GDPR for hiring teams: the practical guide most ATS vendors hide

If you hire in the EU, you process personal data. That puts you inside GDPR scope. Most ATS vendors hand you a 40-page legal PDF and call it compliance. Here's the actually-useful version, written for a recruiter who has 20 minutes.

What you have to do — in plain English

1. Have a legal basis (Article 6)

For recruitment, the cleanest legal basis is consent — the candidate ticks a box that says "I agree to Hirelylikely processing my application data for the purpose of this role". You store the proof of consent (timestamp, IP if you want, the version of the privacy policy they agreed to).

For internal candidate sourcing (talent pools), the basis is usually legitimate interest, which means you have to document why you think your interest outweighs the candidate's privacy. Be conservative here.

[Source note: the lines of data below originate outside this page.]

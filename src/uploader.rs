//! 单个图片上传的校验、移动和删除。
//!
//! `ImageUploader` 在构造时固定目标目录, 每次 `set_file` 先清空上一次的状态,
//! 校验通过后才记录目标路径、扩展名和临时文件路径。校验失败通过
//! [`UploadError`] 返回; 移动和删除文件的失败只以 `bool` 表示。

use std::fs;
use std::path::{Path, PathBuf};

use crate::error::{Result, UploadError};
use crate::models::{ImageInfo, UploadErrorCode, UploadRequest};
use crate::utils::{file_utils, image_utils};

// 校验通过的文件; 字段要么全部存在, 要么整体为 None
#[derive(Debug, Clone)]
struct ResolvedFile {
    target_path: PathBuf,
    extension: String,
    staging_path: Option<PathBuf>,
    image: ImageInfo,
}

#[derive(Debug)]
pub struct ImageUploader {
    target_folder: PathBuf,
    resolved: Option<ResolvedFile>,
}

impl ImageUploader {
    pub fn new(target_folder: impl Into<PathBuf>) -> Self {
        Self {
            target_folder: target_folder.into(),
            resolved: None,
        }
    }

    /// 校验一个上传文件。检查按顺序进行, 第一个失败的检查决定返回的错误。
    pub fn set_file(&mut self, request: &UploadRequest) -> Result<()> {
        self.unset_file();

        let field = match (&request.field, request.error_signal()) {
            (Some(field), Some(signal)) if signal != UploadErrorCode::NoFile => field,
            _ => {
                log::warn!("没有上传任何文件");
                return Err(UploadError::NoFileUploaded);
            }
        };

        if request.error_signal() == Some(UploadErrorCode::IniSize) {
            log::warn!("上传文件超过服务器允许的最大值");
            return Err(UploadError::FileTooLarge);
        }

        let file = match request.index {
            Some(index) => field.get(index).ok_or_else(|| {
                log::warn!("请求的文件索引越界: {} (共 {} 个文件)", index, field.count());
                UploadError::IndexOutOfBounds {
                    index,
                    count: field.count(),
                }
            })?,
            None => field.primary().ok_or(UploadError::NoFileUploaded)?,
        };

        let name = file_utils::base_name(&file.name);
        let extension = file_utils::file_extension(name);

        let target_name = match request.output_name.as_deref() {
            Some(out) if !out.is_empty() => format!("{}.{}", out, extension),
            _ => name.to_string(),
        };
        let target_path = self.target_folder.join(&target_name);

        if !file_utils::is_allowed_image_extension(&extension) {
            log::warn!("不支持的文件扩展名: '{}' ({})", extension, file.name);
            return Err(UploadError::InvalidExtension { extension });
        }

        let image = image_utils::probe_image(&file.staging_path).ok_or_else(|| {
            log::warn!("上传的文件不是图片: {}", file.name);
            UploadError::NotAnImage
        })?;

        log::info!(
            "图片校验通过: {} -> {} ({}x{}, {})",
            file.name,
            target_path.display(),
            image.width,
            image.height,
            image.format
        );

        self.resolved = Some(ResolvedFile {
            target_path,
            extension,
            staging_path: Some(file.staging_path.clone()),
            image,
        });

        Ok(())
    }

    /// 目标文件名 (含扩展名, 不含目录)
    pub fn file_name(&self) -> Result<String> {
        let resolved = self.verify_file_presence()?;
        Ok(resolved
            .target_path
            .file_name()
            .map(|name| name.to_string_lossy().to_string())
            .unwrap_or_default())
    }

    pub fn file_extension(&self) -> Result<String> {
        Ok(self.verify_file_presence()?.extension.clone())
    }

    pub fn target_path(&self) -> Result<&Path> {
        Ok(&self.verify_file_presence()?.target_path)
    }

    pub fn image_info(&self) -> Result<&ImageInfo> {
        Ok(&self.verify_file_presence()?.image)
    }

    /// 把临时文件移动到目标路径, 返回是否移动成功。
    ///
    /// 临时文件只能被移动一次; 再次调用返回 `false`。
    pub fn save_file(&mut self) -> Result<bool> {
        let Some(resolved) = self.resolved.as_mut() else {
            return Err(UploadError::NoFileSet);
        };

        let Some(staging_path) = resolved.staging_path.take() else {
            log::warn!("临时文件已被移动: {}", resolved.target_path.display());
            return Ok(false);
        };

        let moved = move_file(&staging_path, &resolved.target_path);
        if moved {
            log::info!(
                "文件保存成功: {} -> {}",
                staging_path.display(),
                resolved.target_path.display()
            );
        } else {
            // 移动失败时保留临时文件路径, 由调用方决定是否重试
            resolved.staging_path = Some(staging_path);
        }
        Ok(moved)
    }

    fn verify_file_presence(&self) -> Result<&ResolvedFile> {
        self.resolved.as_ref().ok_or(UploadError::NoFileSet)
    }

    fn unset_file(&mut self) {
        self.resolved = None;
    }
}

// 先尝试 rename, 跨设备等失败时退回到复制后删除
fn move_file(from: &Path, to: &Path) -> bool {
    match fs::rename(from, to) {
        Ok(_) => true,
        Err(rename_err) => {
            log::debug!("rename 失败 {}: {}, 尝试复制", from.display(), rename_err);
            match fs::copy(from, to) {
                Ok(_) => {
                    if let Err(e) = fs::remove_file(from) {
                        log::warn!("删除临时文件失败 {}: {}", from.display(), e);
                    }
                    true
                }
                Err(e) => {
                    log::error!("移动文件失败 {} -> {}: {}", from.display(), to.display(), e);
                    false
                }
            }
        }
    }
}

/// 删除一个图片文件。扩展名不在白名单中时不做任何操作并返回 `false`。
pub fn delete_file(path: impl AsRef<Path>) -> bool {
    let path = path.as_ref();
    let extension = file_utils::path_extension(path);
    if !file_utils::is_allowed_image_extension(&extension) {
        log::warn!("拒绝删除非图片文件: {}", path.display());
        return false;
    }

    match fs::remove_file(path) {
        Ok(_) => {
            log::info!("文件删除成功: {}", path.display());
            true
        }
        Err(e) => {
            log::error!("删除文件失败 {}: {}", path.display(), e);
            false
        }
    }
}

2. Tell them what you're doing (Article 13)

At the point of collection, your apply form must link to a privacy notice that says: who you are, what you're collecting, why, for how long, who you share it with, and how the candidate can exercise their rights. Standard issue. Bad ATSes bury this. Good ones put it next to the submit button.

3. Let them get their data back (Article 15)

A candidate can ask for a copy of everything you hold on them. By law you have 30 days. In practice, if your ATS doesn't have a one-click export endpoint, you'll do this by hand and it'll suck. Make sure your tool ships this out of the box.

4. Let them be forgotten (Article 17)

A candidate can ask you to delete their data. Most ATSes either say no (illegal) or actually hard-delete (which trashes your funnel analytics). The right pattern is anonymisation in place: the candidate's name, email, CV, and contact info are wiped, but the application row stays attached to the job. Your "we received 200 applicants for this role" number survives. Their identity doesn't.

What you don't actually have to do

• You don't need a DPO unless you process data at scale or sensitive categories.
• You don't need a fancy consent banner if your apply form has a clear opt-in checkbox.
• You don't need to delete CVs the day after rejecting — retention of 6-12 months for hiring records is generally defensible.
• You don't need to ask for a candidate's consent every time you re-read their CV. The original consent covers the purpose.

The two questions that matter at vendor selection

When picking an ATS, ask:

1. Where does the data live? EU-region storage is the easiest answer. If the answer is "US with SCCs", you're not breaking the law but you're adding complexity.
2. Are Article 15 and Article 17 endpoints actually shipped? Not "on the roadmap", not "we can build it for you" — shipped, with a button a candidate can click in their portal. If not, the manual burden falls on you.

Hirelylikely answers "Ireland" and "yes" to both. Most US-built tools answer "Virginia" and "we can do it manually". Pick accordingly.

Disclaimer

We're not lawyers. This is operational guidance, not legal advice. For a real edge-case or a regulator letter, talk to actual counsel.